Democrat Phil Murphy sworn in to replace Christie as N.J. Governor

TRENTON, N.J. (AP) - Former Wall Street executive Phil Murphy replaced Chris Christie as New Jersey's governor Tuesday, taking the oath on the same Bible that President John F. Kennedy was sworn in on as he promised to take an aggressive approach against President Donald Trump.

Murphy, 60, succeeds Christie after two terms, returning full control of state government to Democrats. While Christie was a friend and ally, Murphy built his campaign - his first run for elected office- around undoing the Trump administration's efforts on health care, immigration and taxes.

"We will resist every move from President Trump and a misguided Republican Congress," Murphy said in his inaugural address.

Hinting at Trump's reported vulgar comments last week about immigration, Murphy called the country a "beacon of light" for immigrants including those from Haiti and Africa.

"We will resist any attempt to define who is and who isn't a real American," he said.

Trump called Murphy and new Democratic Virginia Gov. Ralph Northam on Sunday to congratulate them. The White House said that Trump and Murphy agreed to work together and to seek improvements to the country's infrastructure.

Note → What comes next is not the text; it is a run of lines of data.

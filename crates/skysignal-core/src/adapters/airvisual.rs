use std::sync::Arc;

use serde::Deserialize;
use tokio_util::sync::CancellationToken;

use crate::adapters::{lenient_f64, HttpFetcher};
use crate::circuit_breaker::CircuitState;
use crate::data_source::{
    FetchFuture, FetchRequest, ProviderError, RawPayload, RawPoint, SignalSource,
};
use crate::http_client::{HttpClient, HttpRequest};
use crate::{GeoPoint, ProviderId, SignalKind, UtcDateTime};

const KINDS: &[SignalKind] = &[SignalKind::AirQuality];
const DEFAULT_KEY_ENV: &str = "AIRVISUAL_KEY";

/// IQAir "nearest city" air quality (US AQI, PM2.5 as secondary).
///
/// The API key is read from the environment variable named by the provider
/// param `key_env` (default `AIRVISUAL_KEY`) at fetch time.
#[derive(Clone)]
pub struct AirVisualAdapter {
    fetcher: HttpFetcher,
}

impl AirVisualAdapter {
    pub const DEFAULT_ENDPOINT: &'static str = "https://api.airvisual.com/v2/nearest_city";

    pub fn new(http_client: Arc<dyn HttpClient>) -> Self {
        Self::with_fetcher(HttpFetcher::new(ProviderId::Airvisual, http_client))
    }

    pub fn with_fetcher(fetcher: HttpFetcher) -> Self {
        Self {
            fetcher: fetcher.with_secret_params(&["key"]),
        }
    }
}

impl SignalSource for AirVisualAdapter {
    fn id(&self) -> ProviderId {
        ProviderId::Airvisual
    }

    fn kinds(&self) -> &[SignalKind] {
        KINDS
    }

    fn fetch<'a>(&'a self, request: &'a FetchRequest, cancel: &'a CancellationToken) -> FetchFuture<'a> {
        Box::pin(async move {
            let provider = ProviderId::Airvisual;
            let Some(location) = request.location else {
                return Err(ProviderError::misconfigured(
                    provider,
                    "airvisual needs a location",
                ));
            };
            let key_env = request.param("key_env").unwrap_or(DEFAULT_KEY_ENV);
            let key = std::env::var(key_env)
                .ok()
                .filter(|key| !key.trim().is_empty())
                .ok_or_else(|| {
                    ProviderError::misconfigured(provider, format!("{key_env} is not set"))
                })?;

            let http_request = HttpRequest::get(request.endpoint_or(Self::DEFAULT_ENDPOINT))
                .with_query("lat", location.lat().to_string())
                .with_query("lon", location.lon().to_string())
                .with_query("key", key);
            let payload: NearestCityPayload = self
                .fetcher
                .get_json(http_request, request.timeout, cancel)
                .await?;
            normalize(payload)
        })
    }

    fn circuit_state(&self) -> CircuitState {
        self.fetcher.circuit_state()
    }
}

#[derive(Debug, Deserialize)]
struct NearestCityPayload {
    #[serde(default)]
    status: Option<String>,
    #[serde(default)]
    data: Option<CityData>,
}

#[derive(Debug, Deserialize)]
struct CityData {
    #[serde(default)]
    location: Option<CityLocation>,
    #[serde(default)]
    current: Option<CurrentConditions>,
}

/// GeoJSON order: `[lon, lat]`.
#[derive(Debug, Deserialize)]
struct CityLocation {
    #[serde(default)]
    coordinates: Vec<f64>,
}

#[derive(Debug, Deserialize)]
struct CurrentConditions {
    #[serde(default)]
    pollution: Option<Pollution>,
}

#[derive(Debug, Deserialize)]
struct Pollution {
    #[serde(default)]
    ts: Option<String>,
    #[serde(default, deserialize_with = "lenient_f64")]
    aqius: Option<f64>,
    #[serde(default)]
    p2: Option<Concentration>,
}

/// The free tier sends a bare number, paid tiers an object.
#[derive(Debug, Deserialize)]
#[serde(untagged)]
enum Concentration {
    Plain(f64),
    Detailed {
        #[serde(default, deserialize_with = "lenient_f64")]
        conc: Option<f64>,
    },
}

impl Concentration {
    fn value(&self) -> Option<f64> {
        match self {
            Self::Plain(value) => Some(*value).filter(|value| value.is_finite()),
            Self::Detailed { conc } => *conc,
        }
    }
}

fn normalize(payload: NearestCityPayload) -> Result<RawPayload, ProviderError> {
    let provider = ProviderId::Airvisual;
    if let Some(status) = payload.status.as_deref() {
        if status != "success" {
            return Err(ProviderError::malformed(
                provider,
                format!("airvisual reported status '{status}'"),
            ));
        }
    }

    let Some(data) = payload.data else {
        return Ok(RawPayload::default());
    };
    let Some(pollution) = data.current.and_then(|current| current.pollution) else {
        return Ok(RawPayload::default());
    };
    let Some(aqi) = pollution.aqius else {
        return Ok(RawPayload::default());
    };

    let mut point = RawPoint::new(aqi).with_secondary(pollution.p2.as_ref().and_then(Concentration::value));
    if let Some(observed_at) = pollution
        .ts
        .as_deref()
        .and_then(|ts| UtcDateTime::parse_naive_utc(ts).ok())
    {
        point = point.observed_at(observed_at);
    }
    if let Some(location) = data.location.and_then(|location| match location.coordinates[..] {
        [lon, lat, ..] => GeoPoint::new(lat, lon).ok(),
        _ => None,
    }) {
        point = point.at(location);
    }
    Ok(RawPayload::single(point))
}
//! `DuckDB` connection pool and table-backed history series.

use std::fs;
use std::ops::Deref;
use std::path::{Path, PathBuf};
use std::sync::{Arc, Mutex};

use ::duckdb::{params, Connection};
use time::OffsetDateTime;

use crate::{validate_series, Coordinates, HistoryBackend, HistoryError, HistoryPoint};

const CREATE_HISTORY_TABLE: &str = "
CREATE TABLE IF NOT EXISTS history_points (
    series VARCHAR NOT NULL,
    observed_at_ns BIGINT NOT NULL,
    value DOUBLE NOT NULL,
    lat DOUBLE,
    lon DOUBLE
);
CREATE INDEX IF NOT EXISTS idx_history_points_series ON history_points (series, observed_at_ns);
";

struct PoolInner {
    db_path: PathBuf,
    max_pool_size: usize,
    idle: Mutex<Vec<Connection>>,
}

/// Small pool of reusable `DuckDB` connections.
#[derive(Clone)]
pub(crate) struct DuckDbConnectionManager {
    inner: Arc<PoolInner>,
}

impl DuckDbConnectionManager {
    pub(crate) fn new(path: impl Into<PathBuf>, max_pool_size: usize) -> Self {
        Self {
            inner: Arc::new(PoolInner {
                db_path: path.into(),
                max_pool_size: max_pool_size.max(1),
                idle: Mutex::new(Vec::new()),
            }),
        }
    }

    /// Take an idle connection or open a new one.
    pub(crate) fn acquire(&self) -> Result<PooledConnection, HistoryError> {
        let pooled = self
            .inner
            .idle
            .lock()
            .map_err(|_| HistoryError::Poisoned(String::from("duckdb pool")))?
            .pop();

        let connection = match pooled {
            Some(connection) => connection,
            None => open_connection(self.inner.db_path.as_path())?,
        };

        Ok(PooledConnection {
            pool: Arc::clone(&self.inner),
            connection: Some(connection),
        })
    }

    pub(crate) fn db_path(&self) -> &Path {
        self.inner.db_path.as_path()
    }
}

/// A pooled connection that returns to the pool when dropped.
pub(crate) struct PooledConnection {
    pool: Arc<PoolInner>,
    connection: Option<Connection>,
}

impl Deref for PooledConnection {
    type Target = Connection;

    fn deref(&self) -> &Self::Target {
        self.connection
            .as_ref()
            .expect("pooled connection is only taken on drop")
    }
}

impl Drop for PooledConnection {
    fn drop(&mut self) {
        let Some(connection) = self.connection.take() else {
            return;
        };

        // A poisoned pool just stops recycling connections.
        let Ok(mut idle) = self.pool.idle.lock() else {
            return;
        };
        if idle.len() < self.pool.max_pool_size {
            idle.push(connection);
        }
    }
}

fn open_connection(path: &Path) -> Result<Connection, HistoryError> {
    let connection = Connection::open(path)?;
    connection.execute_batch("PRAGMA disable_progress_bar;")?;
    Ok(connection)
}

/// History series stored in a single `DuckDB` table.
#[derive(Clone)]
pub struct DuckDbBackend {
    manager: DuckDbConnectionManager,
}

impl DuckDbBackend {
    /// Open (creating if needed) the database at `path` and apply the schema.
    pub fn open(path: impl Into<PathBuf>) -> Result<Self, HistoryError> {
        let path = path.into();
        if let Some(parent) = path.parent() {
            if !parent.as_os_str().is_empty() {
                fs::create_dir_all(parent)?;
            }
        }

        let backend = Self {
            manager: DuckDbConnectionManager::new(path, 2),
        };
        let connection = backend.manager.acquire()?;
        connection.execute_batch(CREATE_HISTORY_TABLE)?;
        drop(connection);
        Ok(backend)
    }

    pub fn db_path(&self) -> &Path {
        self.manager.db_path()
    }
}

impl HistoryBackend for DuckDbBackend {
    fn load(&self, series: &str) -> Result<Vec<HistoryPoint>, HistoryError> {
        validate_series(series)?;
        let connection = self.manager.acquire()?;
        let mut statement = connection.prepare(
            "SELECT observed_at_ns, value, lat, lon FROM history_points \
             WHERE series = ? ORDER BY observed_at_ns",
        )?;
        let rows = statement.query_map(params![series], |row| {
            Ok((
                row.get::<_, i64>(0)?,
                row.get::<_, f64>(1)?,
                row.get::<_, Option<f64>>(2)?,
                row.get::<_, Option<f64>>(3)?,
            ))
        })?;

        let mut points = Vec::new();
        for row in rows {
            let (observed_at_ns, value, lat, lon) = row?;
            let observed_at = OffsetDateTime::from_unix_timestamp_nanos(i128::from(observed_at_ns))
                .map_err(|error| HistoryError::InvalidData(error.to_string()))?;
            let location = match (lat, lon) {
                (Some(lat), Some(lon)) => Some(Coordinates { lat, lon }),
                _ => None,
            };
            points.push(HistoryPoint::new(observed_at, value, location));
        }
        Ok(points)
    }

    fn replace(&self, series: &str, points: &[HistoryPoint]) -> Result<(), HistoryError> {
        validate_series(series)?;
        let connection = self.manager.acquire()?;
        connection.execute_batch("BEGIN TRANSACTION")?;
        let result = (|| -> Result<(), HistoryError> {
            connection.execute("DELETE FROM history_points WHERE series = ?", params![series])?;
            let mut insert = connection.prepare(
                "INSERT INTO history_points (series, observed_at_ns, value, lat, lon) \
                 VALUES (?, ?, ?, ?, ?)",
            )?;
            for point in points {
                let observed_at_ns = i64::try_from(point.observed_at.unix_timestamp_nanos())
                    .map_err(|_| {
                        HistoryError::InvalidData(format!(
                            "timestamp {} is outside the storable range",
                            point.observed_at
                        ))
                    })?;
                let lat = point.location.map(|location| location.lat);
                let lon = point.location.map(|location| location.lon);
                insert.execute(params![series, observed_at_ns, point.value, lat, lon])?;
            }
            Ok(())
        })();

        match result {
            Ok(()) => {
                connection.execute_batch("COMMIT")?;
                Ok(())
            }
            Err(error) => {
                let _ = connection.execute_batch("ROLLBACK");
                Err(error)
            }
        }
    }

    fn describe(&self) -> String {
        format!("duckdb:{}", self.manager.db_path().display())
    }
}

#[cfg(test)]
mod tests {
    use super::*;
    use time::macros::datetime;

    #[test]
    fn replace_overwrites_only_the_target_series() {
        let dir = tempfile::tempdir().expect("tempdir");
        let backend = DuckDbBackend::open(dir.path().join("history.duckdb")).expect("open");

        let radiation = vec![HistoryPoint::new(
            datetime!(2024-05-01 10:00 UTC),
            0.11,
            Some(Coordinates {
                lat: 54.71,
                lon: 20.51,
            }),
        )];
        let schumann = vec![
            HistoryPoint::new(datetime!(2024-05-01 10:00 UTC), 7.83, None),
            HistoryPoint::new(datetime!(2024-05-01 11:00 UTC), 7.91, None),
        ];

        backend.replace("radiation", &radiation).expect("replace");
        backend.replace("schumann", &schumann).expect("replace");
        backend.replace("schumann", &schumann[1..]).expect("replace");

        assert_eq!(backend.load("radiation").expect("load"), radiation);
        assert_eq!(backend.load("schumann").expect("load"), schumann[1..].to_vec());
    }

    #[test]
    fn reopening_the_database_keeps_points() {
        let dir = tempfile::tempdir().expect("tempdir");
        let path = dir.path().join("history.duckdb");
        let points = vec![HistoryPoint::new(
            datetime!(2024-05-01 10:00:00.5 UTC),
            3.33,
            None,
        )];

        {
            let backend = DuckDbBackend::open(&path).expect("open");
            backend.replace("k_index", &points).expect("replace");
        }

        let reopened = DuckDbBackend::open(&path).expect("reopen");
        assert_eq!(reopened.load("k_index").expect("load"), points);
    }
}
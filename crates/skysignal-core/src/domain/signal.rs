use std::fmt::{Display, Formatter};
use std::str::FromStr;

use serde::{Deserialize, Serialize};

use crate::ValidationError;

/// Kind of environmental or astronomical signal.
#[derive(Debug, Clone, Copy, PartialEq, Eq, PartialOrd, Ord, Hash, Serialize, Deserialize)]
#[serde(rename_all = "snake_case")]
pub enum SignalKind {
    Radiation,
    Schumann,
    AirQuality,
    Pollen,
    SeaTemperature,
    KIndex,
    FxRate,
}

impl SignalKind {
    pub const ALL: [Self; 7] = [
        Self::Radiation,
        Self::Schumann,
        Self::AirQuality,
        Self::Pollen,
        Self::SeaTemperature,
        Self::KIndex,
        Self::FxRate,
    ];

    pub const fn as_str(self) -> &'static str {
        match self {
            Self::Radiation => "radiation",
            Self::Schumann => "schumann",
            Self::AirQuality => "air_quality",
            Self::Pollen => "pollen",
            Self::SeaTemperature => "sea_temperature",
            Self::KIndex => "k_index",
            Self::FxRate => "fx_rate",
        }
    }

    pub const fn unit(self) -> &'static str {
        match self {
            Self::Radiation => "uSv/h",
            Self::Schumann => "Hz",
            Self::AirQuality => "AQI",
            Self::Pollen => "level",
            Self::SeaTemperature => "degC",
            Self::KIndex => "Kp",
            Self::FxRate => "rate",
        }
    }

    /// Whether readings of this kind depend on the requested location.
    pub const fn is_geo_scoped(self) -> bool {
        matches!(
            self,
            Self::Radiation | Self::AirQuality | Self::Pollen | Self::SeaTemperature
        )
    }
}

impl Display for SignalKind {
    fn fmt(&self, f: &mut Formatter<'_>) -> std::fmt::Result {
        f.write_str(self.as_str())
    }
}

impl FromStr for SignalKind {
    type Err = ValidationError;

    fn from_str(value: &str) -> Result<Self, Self::Err> {
        let normalized = value.trim().to_ascii_lowercase().replace('-', "_");
        match normalized.as_str() {
            "radiation" => Ok(Self::Radiation),
            "schumann" => Ok(Self::Schumann),
            "air_quality" | "air" => Ok(Self::AirQuality),
            "pollen" => Ok(Self::Pollen),
            "sea_temperature" | "sst" => Ok(Self::SeaTemperature),
            "k_index" | "kp" => Ok(Self::KIndex),
            "fx_rate" | "fx" => Ok(Self::FxRate),
            _ => Err(ValidationError::InvalidSignalKind {
                value: value.trim().to_owned(),
            }),
        }
    }
}

#[cfg(test)]
mod tests {
    use super::*;

    #[test]
    fn parses_names_and_aliases() {
        for kind in SignalKind::ALL {
            assert_eq!(kind.as_str().parse::<SignalKind>(), Ok(kind));
        }
        assert_eq!("air-quality".parse::<SignalKind>(), Ok(SignalKind::AirQuality));
        assert_eq!(" KP ".parse::<SignalKind>(), Ok(SignalKind::KIndex));
        assert!(matches!(
            "weather".parse::<SignalKind>(),
            Err(ValidationError::InvalidSignalKind { .. })
        ));
    }

    #[test]
    fn geo_scope_and_units() {
        assert!(SignalKind::Radiation.is_geo_scoped());
        assert!(!SignalKind::Schumann.is_geo_scoped());
        assert!(!SignalKind::FxRate.is_geo_scoped());
        assert_eq!(SignalKind::Schumann.unit(), "Hz");
        assert_eq!(
            serde_json::to_string(&SignalKind::SeaTemperature).expect("serialize"),
            "\"sea_temperature\""
        );
    }
}
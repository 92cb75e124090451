//! # Skysignal Core
//!
//! Resilient multi-source resolver for environmental and astronomical
//! signals: radiation, Schumann resonance, air quality, pollen, sea
//! temperature, geomagnetic K-index and currency rates.
//!
//! Each signal has an ordered cascade of providers. The resolver tries them
//! in turn, keeps the nearest fresh observation from the first provider that
//! has one, records it in history and attaches a trend. When every provider
//! fails it serves the newest stored sample that is still within the
//! staleness ceiling, or reports the signal as absent.
//!
//! ## Modules
//!
//! | Module | Description |
//! |--------|-------------|
//! | [`adapters`] | Provider adapters and the shared HTTP fetcher |
//! | [`circuit_breaker`] | Per-adapter circuit breaker |
//! | [`clock`] | Wall-clock abstraction (`SystemClock`, `ManualClock`) |
//! | [`config`] | Cascades, thresholds, history settings and TOML overrides |
//! | [`data_source`] | `SignalSource` trait and request/payload/error types |
//! | [`domain`] | Signal kinds, coordinates, readings, timestamps |
//! | [`error`] | Core error types |
//! | [`history`] | Signal-level view over the history store |
//! | [`http_client`] | HTTP client abstraction |
//! | [`matcher`] | Geo/time selection of provider points |
//! | [`resolver`] | Cascade state machine |
//! | [`retry`] | Retry policy for upstream calls |
//! | [`source`] | Provider identifiers |
//! | [`trend`] | Trend classification |
//!
//! ## Quick Start
//!
//! ```rust,ignore
//! use skysignal_core::{CascadeResolver, GeoPoint, ResolverConfig, SignalKind};
//!
//! #[tokio::main]
//! async fn main() -> Result<(), Box<dyn std::error::Error>> {
//!     let resolver = CascadeResolver::builder()
//!         .with_config(ResolverConfig::default())
//!         .with_default_sources()
//!         .build()?;
//!
//!     let limassol = GeoPoint::new(34.68, 33.04)?;
//!     let resolution = resolver.resolve(SignalKind::Radiation, Some(limassol)).await;
//!     if let Some(reading) = resolution.reading() {
//!         println!("{} {} ({})", reading.value, reading.unit(), reading.trend.as_str());
//!     }
//!     Ok(())
//! }
//! ```
//!
//! ## Architecture
//!
//! ```text
//! ┌──────────────────┐
//! │  CLI / digest    │
//! └────────┬─────────┘
//!          │ resolve(kind, location)
//!          ▼
//! ┌──────────────────┐     ┌──────────────────┐
//! │ Cascade Resolver │────▶│ History Store    │
//! └────────┬─────────┘     │ (JSON / DuckDB)  │
//!          │               └──────────────────┘
//!          ▼
//! ┌──────────────────┐     ┌──────────────────┐
//! │ Signal Source    │────▶│ HTTP Client      │
//! │ (Adapter Trait)  │     │ + retry/breaker  │
//! └────────┬─────────┘     └──────────────────┘
//!          │ raw points
//!          ▼
//! ┌──────────────────┐     ┌──────────────────┐
//! │ Geo/Time Matcher │     │ Trend Estimator  │
//! └──────────────────┘     └──────────────────┘
//! ```
//!
//! ## Error Handling
//!
//! Resolution never fails: provider failures are recorded per attempt and an
//! absent reading is a normal outcome. Building a resolver can fail with
//! [`CoreError`], and adapters report structured [`ProviderError`]s:
//!
//! ```rust
//! use skysignal_core::{ProviderError, ProviderErrorKind};
//!
//! fn describe(error: &ProviderError) -> &'static str {
//!     match error.kind() {
//!         ProviderErrorKind::Timeout | ProviderErrorKind::Transport => "upstream down",
//!         ProviderErrorKind::CircuitOpen => "upstream skipped",
//!         ProviderErrorKind::Misconfigured => "fix configuration",
//!         _ => "upstream error",
//!     }
//! }
//! ```
//!
//! ## Security
//!
//! - API keys are read from environment variables named in provider params
//! - Secret query parameters are masked in log output
//! - All HTTP requests use TLS via rustls

pub mod adapters;
pub mod circuit_breaker;
pub mod clock;
pub mod config;
pub mod data_source;
pub mod domain;
pub mod error;
pub mod history;
pub mod http_client;
pub mod matcher;
pub mod resolver;
pub mod retry;
pub mod source;
pub mod trend;

// Adapter implementations
pub use adapters::{
    default_sources, AirVisualAdapter, CbrRatesAdapter, EcbRatesAdapter, EurdepAdapter,
    FxRateAdapter, HttpFetcher, NoaaKpAdapter, OpenMeteoAdapter, RadmonAdapter,
    SafecastSnapshotAdapter, SchumannAdapter,
};

// Circuit breaker
pub use circuit_breaker::{CircuitBreaker, CircuitBreakerConfig, CircuitState};

pub use clock::{Clock, ManualClock, SystemClock};

// Configuration
pub use config::{
    resolve_skysignal_home, HistoryBackendKind, HistorySettings, ProviderSpec, ResolverConfig,
    SignalConfig, Tier,
};

// Data source trait and types
pub use data_source::{
    FetchRequest, ProviderError, ProviderErrorKind, RawPayload, RawPoint, SignalSource,
};

// Domain models
pub use domain::{
    haversine_km, GeoPoint, Provenance, Reading, SignalKind, UtcDateTime, EARTH_RADIUS_KM,
};

// Error types
pub use error::{CoreError, ValidationError};

// History (store types re-exported from skysignal-history)
pub use history::{Nearby, SignalHistory, StoredSample};
pub use skysignal_history::{HistoryConfig, HistoryError, HistoryStore};

// HTTP client types
pub use http_client::{
    HttpClient, HttpError, HttpErrorKind, HttpRequest, HttpResponse, ReqwestHttpClient,
    StaticHttpClient,
};

pub use matcher::{Candidate, MatchCriteria};

// Resolver
pub use resolver::{
    AttemptOutcome, CacheOutcome, CascadeResolver, CascadeResolverBuilder, CascadeState,
    ChainEntry, HistoryReport, ProviderAttempt, Resolution,
};

// Retry logic
pub use retry::{Backoff, RetryConfig};

// Source identifiers
pub use source::ProviderId;

pub use trend::{Trend, TrendBaseline, TrendRule};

Working with Washington on a $13 billion project to build new rail tunnels under the Hudson River needed to alleviate problems throughout the Northeast Corridor will be an early test of Murphy's ability to work with the Trump administration while he criticizes him on other fronts.

A federal transportation official said last month that an earlier agreement with the Obama administration for the federal government to pay for half of the project is "non-existent."

Murphy's wife, Tammy, and their four children joined him on stage as he was sworn in by state Supreme Court Chief Justice Stuart Rabner. Murphy's running mate, former Assemblywoman Sheila Oliver, was sworn in as lieutenant governor

A salute of cannons then went off outside of the ceremony at the grand War Memorial in Trenton and Murphy went down a line of officials shaking hands. He hugged Christie and later praised his work addressing the opioid crisis and his role as a father.

He thanked him for over two decades of public service to the state. Christie served as the U.S. attorney in New Jersey before he ran for governor.

Murphy's inaugural address was unabashedly liberal, calling for the wealthy to pay higher taxes, more funding for Planned Parenthood and a $15 minimum wage. He said that his vision for a "stronger and fairer" New Jersey includes criminal justice reform and marijuana legalization.

The new governor earned his fortune, which he used to help win the Democratic nomination last year, as an executive at Goldman Sachs. The last Democratic governor, Jon Corzine, who Christie ousted in 2009, was also an executive at Goldman Sachs.

Murphy, who like Kennedy grew up in Massachusetts, also served several years under the Obama administration as ambassador to Germany.

He takes over from a larger-than-life governor who oversaw the state as its economy rebounded but who also saw his popularity plunge after a failed presidential run and the George Washington Bridge lane-closure scandal.

"Thank you to all the people of New Jersey for the honor of being your Governor for the last eight years," Christie wrote on Twitter after the inauguration. "It was a true privilege."

Murphy inherits a state with growing pension obligations and nearly perennial budget woes. He's said he would bring in new leadership at New Jersey Transit, the state's beleaguered commuter rail and bus agency, and has said the state faces a "fiscal crisis."

He also allies himself with unions and says he will increase payments into the state pension system and school aid.

An inaugural ball Tuesday night was to be held under a tent at MetLife Stadium in East Rutherford.